Après avoir vanté les bénéfices de la transparence, Bruno Le Maire a salué les travaux menés par le comité de révision du label ISR (investissement socialement responsable), sans donner aucune précision sur les contours du futur label. S’il a appelé les acteurs de la Place à faire mieux, faire plus vite et faire plus fort, il a déclaré : “La Place de Paris est un atout car vous avez pris en 2019 l’engagement de sortir du financement du charbon, vous avez développé des plans de réduction de vos financements des hydrocarbures non conventionnels”.

“Bruno Le Maire a par ailleurs mentionné les engagements des acteurs de la Place sur le charbon et les hydrocarbures non conventionnels, semblant considérer que le travail avait été fait. En réalité, presque tout reste à faire sur le sujet et le ministre tente habilement de faire oublier qu’il a demandé aux acteurs, lors du Climate Finance Day de 2020, d’adopter des stratégies de sortie des pétrole et gaz non conventionnels et non uniquement d’y réduire leurs financements. Comme l’a démontré la CDC hier, la majorité des grands acteurs de la place refusent de s’engager sur un arrêt de leurs soutiens au développement de nouveaux projets dans ces secteurs” déclare Yann Louvel, analyste politique chez Reclaim Finance.

  • 12 acteurs de la Place n’ont toujours pas adopté de politique sectorielle concernant les hydrocarbures non conventionnels, d’après l’Oil and Gas Policy Tracker;
  • Seuls 3 acteurs ont des politiques qui peuvent être considérées comme robustes dans ce domaine;
  • De nombreux acteurs ne suivent pas la définition des pétrole et gaz non conventionnels du comité scientifique et d’expertise de l’Observatoire de la finance durable. C’est notamment le cas de la CDC, qui  dans sa nouvelle politique pétrole et gaz publiée hier reprend une définition très restrictive en la limitant aux sables bitumineux, aux pétrole et gaz de schiste et à une toute petite partie de l’Arctique.

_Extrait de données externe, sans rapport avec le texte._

#[cfg(test)]
mod tests {
    use super::*;
    use crate::board::{ConnectStyle, Hole, Layer, LayerScope, NetId, Pad, Trace, Via};
    use crate::Coord;

    const MM: Coord = 1_000_000;

    fn rect(x0: Coord, y0: Coord, x1: Coord, y1: Coord) -> Polygon {
        Polygon::from_points(vec![
            Point::new(x0, y0),
            Point::new(x1, y0),
            Point::new(x1, y1),
            Point::new(x0, y1),
        ])
    }

    fn plane(id: u64, net: u32, outline: Polygon) -> Plane {
        Plane {
            id: PlaneId(id),
            layer: Layer::Top,
            net: NetId(net),
            outline,
            min_width: 200_000,      // 0.2mm
            min_clearance: 200_000,  // 0.2mm
            priority: 0,
            connect_style: ConnectStyle::Solid,
            keep_orphans: true,
            fragments: vec![],
        }
    }

    fn board_20x20() -> BoardSnapshot {
        BoardSnapshot {
            outline: vec![rect(0, 0, 20 * MM, 20 * MM)],
            ..Default::default()
        }
    }

    fn pad_at(net: u32, x: Coord, y: Coord) -> Pad {
        Pad {
            net: Some(NetId(net)),
            position: Point::new(x, y),
            scope: LayerScope::All,
            copper: vec![rect(x - MM / 2, y - MM / 2, x + MM / 2, y + MM / 2)],
            clearance: 200_000,
        }
    }

    fn fragments_of(result: &PlaneBuildResult, id: u64) -> &ExPolygons {
        result.fragments.get(&PlaneId(id)).unwrap()
    }

    fn contains(fragments: &[ExPolygon], p: Point) -> bool {
        fragments.iter().any(|f| f.contains_point(p))
    }

    #[test]
    fn test_empty_outline_yields_no_fragments() {
        let mut board = board_20x20();
        board.planes.push(plane(1, 1, Polygon::new()));
        let result = PlaneFragmentsBuilder::new().run(&board);
        assert!(result.finished);
        assert!(fragments_of(&result, 1).is_empty());
    }

    #[test]
    fn test_fill_contained_in_board_outline() {
        let mut board = board_20x20();
        // Plane outline extends far past the board edge.
        board.planes.push(plane(1, 1, rect(-10 * MM, -10 * MM, 30 * MM, 30 * MM)));
        let result = PlaneFragmentsBuilder::new().run(&board);
        let fragments = fragments_of(&result, 1);
        assert_eq!(fragments.len(), 1);
        for fragment in fragments {
            for p in fragment.contour.points() {
                assert!(p.x >= 0 && p.x <= 20 * MM, "x out of board: {}", p.x);
                assert!(p.y >= 0 && p.y <= 20 * MM, "y out of board: {}", p.y);
            }
        }
        // Board-edge clearance: the fill stays min_clearance away from the
        // outline.
        assert!(!contains(fragments, Point::new(100_000, 10 * MM)));
        assert!(contains(fragments, Point::new(MM, 10 * MM)));
    }

    #[test]
    fn test_other_net_via_subtracted_with_clearance() {
        let mut board = board_20x20();
        board.planes.push(plane(1, 1, rect(0, 0, 20 * MM, 20 * MM)));
        board.vias.push(Via {
            net: Some(NetId(2)),
            position: Point::new(10 * MM, 10 * MM),
            diameter: MM,
        });
        let result = PlaneFragmentsBuilder::new().run(&board);
        let fragments = fragments_of(&result, 1);
        // Via center and a point inside the clearance ring are cut out.
        assert!(!contains(fragments, Point::new(10 * MM, 10 * MM)));
        assert!(!contains(fragments, Point::new(10 * MM + 600_000, 10 * MM)));
        // Just outside the expanded cutout the fill remains.
        assert!(contains(fragments, Point::new(10 * MM + 900_000, 10 * MM)));
    }

    #[test]
    fn test_same_net_via_not_subtracted() {
        let mut board = board_20x20();
        board.planes.push(plane(1, 1, rect(0, 0, 20 * MM, 20 * MM)));
        board.vias.push(Via {
            net: Some(NetId(1)),
            position: Point::new(10 * MM, 10 * MM),
            diameter: MM,
        });
        let result = PlaneFragmentsBuilder::new().run(&board);
        assert!(contains(fragments_of(&result, 1), Point::new(10 * MM, 10 * MM)));
    }

    #[test]
    fn test_hole_subtracted_regardless_of_net() {
        // Holes carry no net, so even a same-net plane must keep clear.
        let mut board = board_20x20();
        board.planes.push(plane(1, 1, rect(0, 0, 20 * MM, 20 * MM)));
        board.holes.push(Hole {
            start: Point::new(10 * MM, 10 * MM),
            end: Point::new(10 * MM, 10 * MM),
            diameter: MM,
        });
        let result = PlaneFragmentsBuilder::new().run(&board);
        let fragments = fragments_of(&result, 1);
        // Drill center and the clearance ring are cut out.
        assert!(!contains(fragments, Point::new(10 * MM, 10 * MM)));
        assert!(!contains(fragments, Point::new(10 * MM + 600_000, 10 * MM)));
        assert!(contains(fragments, Point::new(10 * MM + 900_000, 10 * MM)));
    }

    #[test]
    fn test_slot_hole_cuts_along_its_path() {
        let mut board = board_20x20();
        board.planes.push(plane(1, 1, rect(0, 0, 20 * MM, 20 * MM)));
        board.holes.push(Hole {
            start: Point::new(5 * MM, 10 * MM),
            end: Point::new(8 * MM, 10 * MM),
            diameter: MM,
        });
        let result = PlaneFragmentsBuilder::new().run(&board);
        let fragments = fragments_of(&result, 1);
        // The whole slot path is cut out, not just the endpoints.
        assert!(!contains(fragments, Point::new(6_500_000, 10 * MM)));
        assert!(!contains(fragments, Point::new(6_500_000, 10 * MM + 600_000)));
        assert!(contains(fragments, Point::new(6_500_000, 10 * MM + 900_000)));
    }

    #[test]
    fn test_pad_clearance_dominates_plane_clearance() {
        // 1x1mm pad of another net at the board center. With a pad-specific
        // clearance of 1mm the cutout edge sits 1.5mm from the center; the
        // plane's own 0.2mm clearance alone would put it at 0.7mm.
        let mut board = board_20x20();
        board.planes.push(plane(1, 1, rect(0, 0, 20 * MM, 20 * MM)));
        let mut pad = pad_at(2, 10 * MM, 10 * MM);
        pad.clearance = MM;
        board.pads.push(pad);
        let result = PlaneFragmentsBuilder::new().run(&board);
        let fragments = fragments_of(&result, 1);
        assert!(!contains(fragments, Point::new(10 * MM + 1_200_000, 10 * MM)));
        assert!(contains(fragments, Point::new(10 * MM + 1_800_000, 10 * MM)));

        // A pad clearance below the plane's is overridden by it.
        board.pads[0].clearance = 0;
        let result = PlaneFragmentsBuilder::new().run(&board);
        let fragments = fragments_of(&result, 1);
        assert!(contains(fragments, Point::new(10 * MM + 1_200_000, 10 * MM)));
        assert!(!contains(fragments, Point::new(10 * MM + 600_000, 10 * MM)));
    }

    #[test]
    fn test_smt_pad_only_obstructs_its_layer() {
        let mut board = board_20x20();
        board.planes.push(plane(1, 1, rect(0, 0, 20 * MM, 20 * MM)));
        let mut bottom_plane = plane(2, 1, rect(0, 0, 20 * MM, 20 * MM));
        bottom_plane.layer = Layer::Bottom;
        board.planes.push(bottom_plane);
        let mut pad = pad_at(2, 10 * MM, 10 * MM);
        pad.scope = LayerScope::Single(Layer::Bottom);
        board.pads.push(pad);
        let result = PlaneFragmentsBuilder::new().run(&board);
        // Top plane is untouched, bottom plane has the cutout.
        assert!(contains(fragments_of(&result, 1), Point::new(10 * MM, 10 * MM)));
        assert!(!contains(fragments_of(&result, 2), Point::new(10 * MM, 10 * MM)));
    }

    #[test]
    fn test_min_width_splits_or_keeps_corridor() {
        // Two 8x8mm squares joined by a 0.3mm-wide corridor.
        let outline = vec![
            rect(0, 0, 8 * MM, 8 * MM),
            rect(8 * MM, 4 * MM - 150_000, 12 * MM, 4 * MM + 150_000),
            rect(12 * MM, 0, 20 * MM, 8 * MM),
        ];
        let mut board = BoardSnapshot {
            outline: vec![rect(-MM, -MM, 21 * MM, 9 * MM)],
            ..Default::default()
        };
        let merged = crate::clipper::union_polygons(&outline);
        assert_eq!(merged.len(), 1);
        let mut p = plane(1, 1, merged[0].contour.clone());
        p.min_clearance = 0;
        p.min_width = MM; // corridor narrower than 1mm -> removed
        board.planes.push(p.clone());
        let result = PlaneFragmentsBuilder::new().run(&board);
        let fragments = fragments_of(&result, 1);
        assert_eq!(fragments.len(), 2);
        assert!(!contains(fragments, Point::new(10 * MM, 4 * MM)));

        // With a minimum width below the corridor width it stays connected.
        board.planes[0].min_width = 200_000;
        let result = PlaneFragmentsBuilder::new().run(&board);
        assert_eq!(fragments_of(&result, 1).len(), 1);
    }

    #[test]
    fn test_orphan_removal() {
        // A different-net trace cuts the plane into two regions; only the
        // left one contains a pad of the plane's net.
        let mut board = board_20x20();
        let mut p = plane(1, 1, rect(0, 0, 20 * MM, 20 * MM));
        p.keep_orphans = true;
        board.planes.push(p);
        board.traces.push(Trace {
            net: Some(NetId(2)),
            layer: Layer::Top,
            start: Point::new(10 * MM, -2 * MM),
            end: Point::new(10 * MM, 22 * MM),
            width: MM,
        });
        board.pads.push(pad_at(1, 5 * MM, 10 * MM));

        let result = PlaneFragmentsBuilder::new().run(&board);
        assert_eq!(fragments_of(&result, 1).len(), 2);

        board.planes[0].keep_orphans = false;
        let result = PlaneFragmentsBuilder::new().run(&board);
        let fragments = fragments_of(&result, 1);
        assert_eq!(fragments.len(), 1);
        assert!(contains(fragments, Point::new(5 * MM, 10 * MM)));
        assert!(!contains(fragments, Point::new(15 * MM, 10 * MM)));
    }

    #[test]
    fn test_idempotence() {
        let mut board = board_20x20();
        board.planes.push(plane(1, 1, rect(0, 0, 20 * MM, 20 * MM)));
        board.vias.push(Via {
            net: Some(NetId(2)),
            position: Point::new(7 * MM, 7 * MM),
            diameter: MM,
        });
        board.pads.push(pad_at(1, 14 * MM, 14 * MM));
        let builder = PlaneFragmentsBuilder::new();
        let first = builder.run(&board);
        let second = builder.run(&board);
        assert_eq!(first, second);
    }

    #[test]
    fn test_priority_order_is_deterministic() {
        let mut board = board_20x20();
        let mut low = plane(1, 1, rect(0, 0, 12 * MM, 20 * MM));
        low.priority = 0;
        let mut high = plane(2, 2, rect(8 * MM, 0, 20 * MM, 20 * MM));
        high.priority = 5;
        board.planes.push(low.clone());
        board.planes.push(high.clone());

        let result = PlaneFragmentsBuilder::new().run(&board);
        // The higher-priority plane owns the overlap region.
        assert!(contains(fragments_of(&result, 2), Point::new(10 * MM, 10 * MM)));
        assert!(!contains(fragments_of(&result, 1), Point::new(10 * MM, 10 * MM)));

        // Reversing the snapshot order changes nothing.
        board.planes.reverse();
        let reversed = PlaneFragmentsBuilder::new().run(&board);
        assert_eq!(result, reversed);
    }

    #[test]
    fn test_equal_priority_tiebreak_by_id() {
        let mut board = board_20x20();
        board.planes.push(plane(1, 1, rect(0, 0, 12 * MM, 20 * MM)));
        board.planes.push(plane(2, 2, rect(8 * MM, 0, 20 * MM, 20 * MM)));
        let result = PlaneFragmentsBuilder::new().run(&board);
        board.planes.reverse();
        let reversed = PlaneFragmentsBuilder::new().run(&board);
        assert_eq!(result, reversed);
        // Exactly one of the two owns the overlap.
        let in_one = contains(fragments_of(&result, 1), Point::new(10 * MM, 10 * MM));
        let in_two = contains(fragments_of(&result, 2), Point::new(10 * MM, 10 * MM));
        assert!(in_one != in_two);
    }

    #[test]
    fn test_abort_yields_unfinished_result() {
        let mut board = board_20x20();
        board.planes.push(plane(1, 1, rect(0, 0, 20 * MM, 20 * MM)));
        let builder = PlaneFragmentsBuilder::new();
        builder.abort();
        let result = builder.run(&board);
        assert!(!result.finished);
        let mut planes = board.planes.clone();
        assert!(!result.apply_to(&mut planes));
        assert!(planes[0].fragments.is_empty());
    }

    #[test]
    fn test_apply_to_stores_fragments() {
        let mut board = board_20x20();
        board.planes.push(plane(1, 1, rect(0, 0, 20 * MM, 20 * MM)));
        let result = PlaneFragmentsBuilder::new().run(&board);
        let mut planes = board.planes.clone();
        assert!(result.apply_to(&mut planes));
        assert!(!planes[0].fragments.is_empty());
    }
}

Par ailleurs, si Yves Perrier finit par rappeler l’importance pour l’Institut de définir des trajectoires de sortie des énergies fossiles, il souligne que si la science doit être prise en compte, cette sortie doit être fondée sur des bases réalistes.

“Ni le Ministre ni aucun représentant de Paris Europlace n’a mentionné l’évidence embarrassante ce matin : il faut cesser de financer et d’assurer l’expansion du secteur pétrolier et gazier. Les militants des Amis de la Terre et d’Alternatiba étaient là ce matin pour rappeler la responsabilité de BNP Paribas dans l’aggravation du chaos climatique avec 55 milliards d’euros de financements accordés entre 2016 et 2021 aux entreprises qui développent le plus de nouveaux projets fossiles. Quant aux assureurs AXA et SCOR, leur absence est remarquée et ne fait pas oublier leurs soutiens aux nouveaux projets gaziers ” ajoute Ariel Le Bourdonnec, chargé de campagne Assurance chez Reclaim Finance.

A ce jour, 15 investisseurs ont pris des mesures contre le développement de nouveaux champs pétroliers et gaziers. Si Paris veut devenir la capitale de la finance verte, il serait temps pour les plus gros acteurs de la Place d’en faire autant.